Rachel Holmes set out to create a career development and networking platform for Black high school girls called Black Girls Mean Business while still in high school. The initiative seeks to foster the skill and confidence that Black teenage girls aged 14 to 18 will need to succeed in their future careers, and also give them a standing in the business world.
In February 2022, Holmes was recognized as a Prudential Emerging Visionary for her program, according to Metro Silicon Valley.
“They told us we had won an additional $10,000 for our program, which was insane. I wasn’t expecting to win, but I have already been able to expand my program so much since winning that money. My program was operating without any money before that point.” Holmes said.
The Black Girls mean business workshop comprises six Zoom meetings hosted by Holmes and at least two speakers from the corporate world. Participants are given the opportunity to connect with their mentors in separate virtual rooms during the meetings.
The famed meetings are usually held in the summer, with participants signing up nationwide. “As an aspiring businesswoman myself, I understood the barriers Black women face going into business and wanted to ensure Black girls in my community had the support and resources necessary to reach their full potential,” Holmes explained.

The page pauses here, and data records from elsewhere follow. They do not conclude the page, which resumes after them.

//! Dimension descriptors: the portable description of one coordinate axis.

use serde::{Deserialize, Serialize};

use crate::axis::AxisRole;
use crate::error::{SchemaError, SchemaResult};

/// How the coordinate values of an axis are described.
///
/// Exactly one form is populated. Serialized flattened into the owning
/// [`DimensionDescriptor`], so the JSON carries either `values` or
/// `min`/`max`/`step`.
#[derive(Debug, Clone, PartialEq, Serialize, Deserialize)]
#[serde(untagged)]
pub enum DimensionExtent {
    /// Irregular axis with explicit ordered coordinate values.
    Values { values: Vec<f64> },
    /// Regular axis described by its bounds and spacing.
    Range {
        #[serde(default, skip_serializing_if = "Option::is_none")]
        min: Option<f64>,
        #[serde(default, skip_serializing_if = "Option::is_none")]
        max: Option<f64>,
        #[serde(default, skip_serializing_if = "Option::is_none")]
        step: Option<f64>,
    },
}

/// One coordinate axis of a variable's grid.
#[derive(Debug, Clone, PartialEq, Serialize, Deserialize)]
pub struct DimensionDescriptor {
    pub axis: AxisRole,
    /// Number of samples along the axis; `None` only when a regular axis
    /// reports no step.
    pub size: Option<u64>,
    #[serde(flatten)]
    pub extent: DimensionExtent,
    /// Native chunk length reported by the source.
    #[serde(default, skip_serializing_if = "Option::is_none")]
    pub chunk_size: Option<u64>,
    #[serde(default, skip_serializing_if = "Option::is_none")]
    pub units: Option<String>,
}

impl DimensionDescriptor {
    /// Describe an irregular axis by its explicit coordinate values.
    pub fn explicit(axis: AxisRole, values: Vec<f64>) -> Self {
        Self {
            axis,
            size: Some(values.len() as u64),
            extent: DimensionExtent::Values { values },
            chunk_size: None,
            units: None,
        }
    }

    /// Describe a regular axis. The size is derived when a step is present.
    pub fn regular(axis: AxisRole, min: Option<f64>, max: Option<f64>, step: Option<f64>) -> Self {
        Self {
            axis,
            size: regular_axis_size(min, max, step),
            extent: DimensionExtent::Range { min, max, step },
            chunk_size: None,
            units: None,
        }
    }

    pub fn with_chunk_size(mut self, chunk_size: Option<u64>) -> Self {
        self.chunk_size = chunk_size;
        self
    }

    pub fn with_units(mut self, units: Option<String>) -> Self {
        self.units = units.filter(|u| !u.is_empty());
        self
    }

    /// Explicit coordinate values, if this is an irregular axis.
    pub fn values(&self) -> Option<&[f64]> {
        match &self.extent {
            DimensionExtent::Values { values } => Some(values),
            DimensionExtent::Range { .. } => None,
        }
    }

    /// Check the size invariant against the extent.
    pub fn validate(&self, name: &str) -> SchemaResult<()> {
        let expected = match &self.extent {
            DimensionExtent::Values { values } => Some(values.len() as u64),
            DimensionExtent::Range { min, max, step } => {
                if step.is_none() {
                    return match self.size {
                        None => Ok(()),
                        Some(_) => Err(SchemaError::invalid_dimension(
                            name,
                            "size reported for a regular axis without a step",
                        )),
                    };
                }
                let size = regular_axis_size(*min, *max, *step);
                if size.is_none() {
                    return Err(SchemaError::invalid_dimension(
                        name,
                        format!(
                            "step {:?} reported without a usable range ({:?}..{:?})",
                            step, min, max
                        ),
                    ));
                }
                size
            }
        };

        if self.size != expected {
            return Err(SchemaError::invalid_dimension(
                name,
                format!("size {:?} does not match extent ({:?})", self.size, expected),
            ));
        }

        Ok(())
    }
}

/// Number of samples on a regular axis: `floor(|max - min| / |step|) + 1`.
///
/// Descending axes count the same as ascending ones. Quotients within
/// floating-point noise of an integer are snapped to it, so steps like
/// `1/12` degree do not lose the final sample. Returns `None` when any of
/// the three values is missing or not finite, or the step is zero.
pub fn regular_axis_size(min: Option<f64>, max: Option<f64>, step: Option<f64>) -> Option<u64> {
    let (min, max, step) = (min?, max?, step?);
    if !(step.is_finite() && step != 0.0 && min.is_finite() && max.is_finite()) {
        return None;
    }

    let quotient = (max - min).abs() / step.abs();
    let nearest = quotient.round();
    let intervals = if (quotient - nearest).abs() <= 1e-9 * nearest.abs().max(1.0) {
        nearest
    } else {
        quotient.floor()
    };

    Some(intervals as u64 + 1)
}

#[cfg(test)]
mod tests {
    use super::*;

    #[test]
    fn test_regular_size() {
        let dim = DimensionDescriptor::regular(AxisRole::Longitude, Some(0.0), Some(10.0), Some(2.0));
        assert_eq!(dim.size, Some(6));
        assert!(dim.validate("longitude").is_ok());
    }

    #[test]
    fn test_regular_size_floors_partial_step() {
        assert_eq!(regular_axis_size(Some(0.0), Some(10.0), Some(3.0)), Some(4));
    }

    #[test]
    fn test_regular_size_snaps_float_noise() {
        // Global 1/12 degree grid: -180 .. 179.9166 has 4320 samples.
        let step = 1.0 / 12.0;
        let max = -180.0 + 4319.0 * step;
        assert_eq!(regular_axis_size(Some(-180.0), Some(max), Some(step)), Some(4320));
    }

    #[test]
    fn test_descending_axis_size() {
        assert_eq!(regular_axis_size(Some(90.0), Some(-80.0), Some(-0.5)), Some(341));
        assert_eq!(regular_axis_size(Some(10.0), Some(0.0), Some(2.0)), Some(6));

        let dim = DimensionDescriptor::regular(AxisRole::Latitude, Some(90.0), Some(-80.0), Some(-0.5));
        assert_eq!(dim.size, Some(341));
        assert!(dim.validate("latitude").is_ok());
    }

    #[test]
    fn test_step_without_range_is_invalid() {
        let dim = DimensionDescriptor::regular(AxisRole::Longitude, None, Some(10.0), Some(2.0));
        assert_eq!(dim.size, None);
        assert!(dim.validate("longitude").is_err());
    }

    #[test]
    fn test_regular_without_step_has_unknown_size() {
        let dim = DimensionDescriptor::regular(AxisRole::Time, Some(0.0), Some(10.0), None);
        assert_eq!(dim.size, None);
        assert!(dim.validate("time").is_ok());
        assert_eq!(regular_axis_size(Some(0.0), Some(1.0), Some(0.0)), None);
    }

    #[test]
    fn test_explicit_size() {
        let dim = DimensionDescriptor::explicit(AxisRole::Depth, vec![1.0, 2.0, 3.0]);
        assert_eq!(dim.size, Some(3));
        assert_eq!(dim.values(), Some(&[1.0, 2.0, 3.0][..]));
    }

    #[test]
    fn test_validate_rejects_wrong_size() {
        let mut dim = DimensionDescriptor::explicit(AxisRole::Depth, vec![1.0, 2.0]);
        dim.size = Some(5);
        assert!(dim.validate("depth").is_err());
    }

    #[test]
    fn test_serialized_shape() {
        let dim = DimensionDescriptor::regular(AxisRole::Latitude, Some(-80.0), Some(90.0), Some(0.5))
            .with_chunk_size(Some(512))
            .with_units(Some("degrees_north".to_string()));

        let json = serde_json::to_value(&dim).unwrap();
        assert_eq!(json["axis"], "y");
        assert_eq!(json["size"], 341);
        assert_eq!(json["min"], -80.0);
        assert_eq!(json["step"], 0.5);
        assert_eq!(json["chunk_size"], 512);
        assert_eq!(json["units"], "degrees_north");
        assert!(json.get("values").is_none());

        let explicit = DimensionDescriptor::explicit(AxisRole::Depth, vec![0.494]);
        let json = serde_json::to_value(&explicit).unwrap();
        assert_eq!(json["values"], serde_json::json!([0.494]));
        assert!(json.get("min").is_none());
        assert!(json.get("chunk_size").is_none());
    }

    #[test]
    fn test_deserialize_both_forms() {
        let explicit: DimensionDescriptor =
            serde_json::from_str(r#"{"axis":"z","size":2,"values":[0.5,1.5]}"#).unwrap();
        assert_eq!(explicit.values(), Some(&[0.5, 1.5][..]));

        let regular: DimensionDescriptor =
            serde_json::from_str(r#"{"axis":"t","size":null,"min":0.0,"max":6.0}"#).unwrap();
        assert_eq!(
            regular.extent,
            DimensionExtent::Range {
                min: Some(0.0),
                max: Some(6.0),
                step: None
            }
        );
        assert_eq!(regular.size, None);
    }
}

According to the young businesswoman, being a Black entrepreneur at a young age is opening doors for others apart from herself. Cision reports that some participants attested to really enjoying the program and assessed themselves as being better prepared to meet their entrepreneurship dreams with Vim.
The program doesn’t only target girls who are aware of their entrepreneurship goals, it also accommodates girls who want to have some experience and knowledge about the career they want to further.
Through the workshop, participants learn how to advertise themselves better on LinkedIn, get comfortable with interviews, understand their strengths and shortcomings, and how to use that to make the most of their careers.
The program welcomes only cisgender girls. According to Holmes, the focus of her marketing is Black girls, although she wouldn’t reject boys if they wanted to partcipate in the workshop.
She plans on growing the program, and is even considering making it an all-year-round event; hoping to add other services like college tours and internships.